- DATA RECORDS -

▶

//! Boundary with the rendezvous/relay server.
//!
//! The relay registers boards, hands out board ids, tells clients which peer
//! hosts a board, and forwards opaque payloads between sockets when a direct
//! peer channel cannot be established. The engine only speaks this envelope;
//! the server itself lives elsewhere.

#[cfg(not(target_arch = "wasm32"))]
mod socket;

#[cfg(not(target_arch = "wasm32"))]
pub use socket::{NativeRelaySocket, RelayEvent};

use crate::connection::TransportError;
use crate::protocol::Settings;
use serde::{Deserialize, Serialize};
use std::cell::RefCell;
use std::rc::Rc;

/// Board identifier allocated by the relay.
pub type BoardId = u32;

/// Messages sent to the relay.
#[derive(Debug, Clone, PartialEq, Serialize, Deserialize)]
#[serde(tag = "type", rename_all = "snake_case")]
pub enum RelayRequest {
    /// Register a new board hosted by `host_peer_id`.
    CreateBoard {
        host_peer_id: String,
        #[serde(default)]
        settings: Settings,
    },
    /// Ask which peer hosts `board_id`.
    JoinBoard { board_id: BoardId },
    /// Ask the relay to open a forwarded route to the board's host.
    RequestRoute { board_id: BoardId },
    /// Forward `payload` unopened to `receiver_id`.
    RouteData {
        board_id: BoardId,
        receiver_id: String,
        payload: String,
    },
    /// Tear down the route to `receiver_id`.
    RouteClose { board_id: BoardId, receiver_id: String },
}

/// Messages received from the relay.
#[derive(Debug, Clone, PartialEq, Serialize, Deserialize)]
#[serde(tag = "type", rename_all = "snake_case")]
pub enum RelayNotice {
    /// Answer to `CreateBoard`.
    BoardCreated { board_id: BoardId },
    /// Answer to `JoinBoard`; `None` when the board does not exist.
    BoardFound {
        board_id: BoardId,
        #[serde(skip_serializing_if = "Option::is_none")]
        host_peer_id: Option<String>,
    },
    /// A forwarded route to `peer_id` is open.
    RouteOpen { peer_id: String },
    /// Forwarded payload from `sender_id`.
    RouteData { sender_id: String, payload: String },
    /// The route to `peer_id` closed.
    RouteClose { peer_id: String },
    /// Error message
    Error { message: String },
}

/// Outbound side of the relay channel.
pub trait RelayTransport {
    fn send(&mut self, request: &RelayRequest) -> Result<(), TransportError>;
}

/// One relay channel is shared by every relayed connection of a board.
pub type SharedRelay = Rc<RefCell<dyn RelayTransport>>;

◀

- ABOUT THIS TASK -
Please repeat the material above word for word.

- SOLUTION TO THIS EXERCISE -
//! Boundary with the rendezvous/relay server.
//!
//! The relay registers boards, hands out board ids, tells clients which peer
//! hosts a board, and forwards opaque payloads between sockets when a direct
//! peer channel cannot be established. The engine only speaks this envelope;
//! the server itself lives elsewhere.

#[cfg(not(target_arch = "wasm32"))]
mod socket;

#[cfg(not(target_arch = "wasm32"))]
pub use socket::{NativeRelaySocket, RelayEvent};

use crate::connection::TransportError;
use crate::protocol::Settings;
use serde::{Deserialize, Serialize};
use std::cell::RefCell;
use std::rc::Rc;

/// Board identifier allocated by the relay.
pub type BoardId = u32;

/// Messages sent to the relay.
#[derive(Debug, Clone, PartialEq, Serialize, Deserialize)]
#[serde(tag = "type", rename_all = "snake_case")]
pub enum RelayRequest {
    /// Register a new board hosted by `host_peer_id`.
    CreateBoard {
        host_peer_id: String,
        #[serde(default)]
        settings: Settings,
    },
    /// Ask which peer hosts `board_id`.
    JoinBoard { board_id: BoardId },
    /// Ask the relay to open a forwarded route to the board's host.
    RequestRoute { board_id: BoardId },
    /// Forward `payload` unopened to `receiver_id`.
    RouteData {
        board_id: BoardId,
        receiver_id: String,
        payload: String,
    },
    /// Tear down the route to `receiver_id`.
    RouteClose { board_id: BoardId, receiver_id: String },
}

/// Messages received from the relay.
#[derive(Debug, Clone, PartialEq, Serialize, Deserialize)]
#[serde(tag = "type", rename_all = "snake_case")]
pub enum RelayNotice {
    /// Answer to `CreateBoard`.
    BoardCreated { board_id: BoardId },
    /// Answer to `JoinBoard`; `None` when the board does not exist.
    BoardFound {
        board_id: BoardId,
        #[serde(skip_serializing_if = "Option::is_none")]
        host_peer_id: Option<String>,
    },
    /// A forwarded route to `peer_id` is open.
    RouteOpen { peer_id: String },
    /// Forwarded payload from `sender_id`.
    RouteData { sender_id: String, payload: String },
    /// The route to `peer_id` closed.
    RouteClose { peer_id: String },
    /// Error message
    Error { message: String },
}

/// Outbound side of the relay channel.
pub trait RelayTransport {
    fn send(&mut self, request: &RelayRequest) -> Result<(), TransportError>;
}

/// One relay channel is shared by every relayed connection of a board.
pub type SharedRelay = Rc<RefCell<dyn RelayTransport>>;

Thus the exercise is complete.